== TASK TO CARRY OUT ==
Consider the records below. How many of their lines include the word "layer"? State the number and nothing else.

=== Begin Enclosure ===

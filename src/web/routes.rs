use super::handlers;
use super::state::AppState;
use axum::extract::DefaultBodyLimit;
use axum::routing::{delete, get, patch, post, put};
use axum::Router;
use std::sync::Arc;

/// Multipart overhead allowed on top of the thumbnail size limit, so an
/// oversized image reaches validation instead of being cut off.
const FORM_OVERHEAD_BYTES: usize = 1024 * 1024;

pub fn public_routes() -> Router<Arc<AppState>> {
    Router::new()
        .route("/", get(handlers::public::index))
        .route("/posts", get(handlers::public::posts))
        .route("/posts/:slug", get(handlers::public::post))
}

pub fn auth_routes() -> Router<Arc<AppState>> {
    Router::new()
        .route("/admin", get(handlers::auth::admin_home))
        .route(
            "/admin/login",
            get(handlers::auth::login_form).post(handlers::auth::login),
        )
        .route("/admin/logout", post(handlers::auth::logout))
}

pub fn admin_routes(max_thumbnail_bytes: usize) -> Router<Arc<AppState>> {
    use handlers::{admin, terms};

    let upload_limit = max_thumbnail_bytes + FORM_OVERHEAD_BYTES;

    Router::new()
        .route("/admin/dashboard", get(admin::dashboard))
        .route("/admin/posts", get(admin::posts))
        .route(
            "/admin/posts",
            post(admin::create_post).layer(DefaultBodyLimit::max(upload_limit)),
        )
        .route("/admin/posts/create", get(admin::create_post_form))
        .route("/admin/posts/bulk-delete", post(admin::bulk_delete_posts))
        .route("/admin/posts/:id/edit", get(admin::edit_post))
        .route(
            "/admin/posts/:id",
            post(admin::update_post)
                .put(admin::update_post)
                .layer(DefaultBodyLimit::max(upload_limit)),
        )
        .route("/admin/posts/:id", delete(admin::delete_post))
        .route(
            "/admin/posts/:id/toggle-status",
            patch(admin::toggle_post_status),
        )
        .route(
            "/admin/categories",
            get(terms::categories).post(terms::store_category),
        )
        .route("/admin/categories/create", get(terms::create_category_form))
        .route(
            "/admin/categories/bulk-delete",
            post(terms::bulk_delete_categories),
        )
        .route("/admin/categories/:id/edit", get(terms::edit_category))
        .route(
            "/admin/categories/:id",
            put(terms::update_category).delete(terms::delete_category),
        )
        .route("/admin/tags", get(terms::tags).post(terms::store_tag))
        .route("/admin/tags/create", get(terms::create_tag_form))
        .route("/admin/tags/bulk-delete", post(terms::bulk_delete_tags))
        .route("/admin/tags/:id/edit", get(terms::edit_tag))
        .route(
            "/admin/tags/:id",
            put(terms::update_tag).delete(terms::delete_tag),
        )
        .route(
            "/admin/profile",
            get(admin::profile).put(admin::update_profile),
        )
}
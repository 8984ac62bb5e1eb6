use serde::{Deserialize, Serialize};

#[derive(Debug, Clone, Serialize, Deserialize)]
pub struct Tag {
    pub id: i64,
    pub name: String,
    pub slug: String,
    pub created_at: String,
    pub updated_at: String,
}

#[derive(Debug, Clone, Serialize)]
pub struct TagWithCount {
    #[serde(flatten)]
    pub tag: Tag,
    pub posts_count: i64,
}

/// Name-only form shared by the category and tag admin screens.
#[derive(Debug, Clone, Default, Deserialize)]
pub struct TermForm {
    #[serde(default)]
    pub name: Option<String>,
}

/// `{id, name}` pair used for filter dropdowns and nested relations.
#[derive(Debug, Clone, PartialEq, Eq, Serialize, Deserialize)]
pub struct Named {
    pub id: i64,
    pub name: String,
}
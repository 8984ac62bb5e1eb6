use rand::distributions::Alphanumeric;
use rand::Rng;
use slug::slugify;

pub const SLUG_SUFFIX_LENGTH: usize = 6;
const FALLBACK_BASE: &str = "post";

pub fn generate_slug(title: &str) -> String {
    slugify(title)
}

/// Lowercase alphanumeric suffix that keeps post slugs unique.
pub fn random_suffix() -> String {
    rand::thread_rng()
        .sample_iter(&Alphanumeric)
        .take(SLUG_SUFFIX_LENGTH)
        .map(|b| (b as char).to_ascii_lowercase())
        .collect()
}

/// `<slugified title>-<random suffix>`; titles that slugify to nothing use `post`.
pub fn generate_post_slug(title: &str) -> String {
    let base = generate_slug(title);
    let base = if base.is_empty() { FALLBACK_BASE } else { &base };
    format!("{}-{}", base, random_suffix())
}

=== End Enclosure ===

== OUTPUT ==
2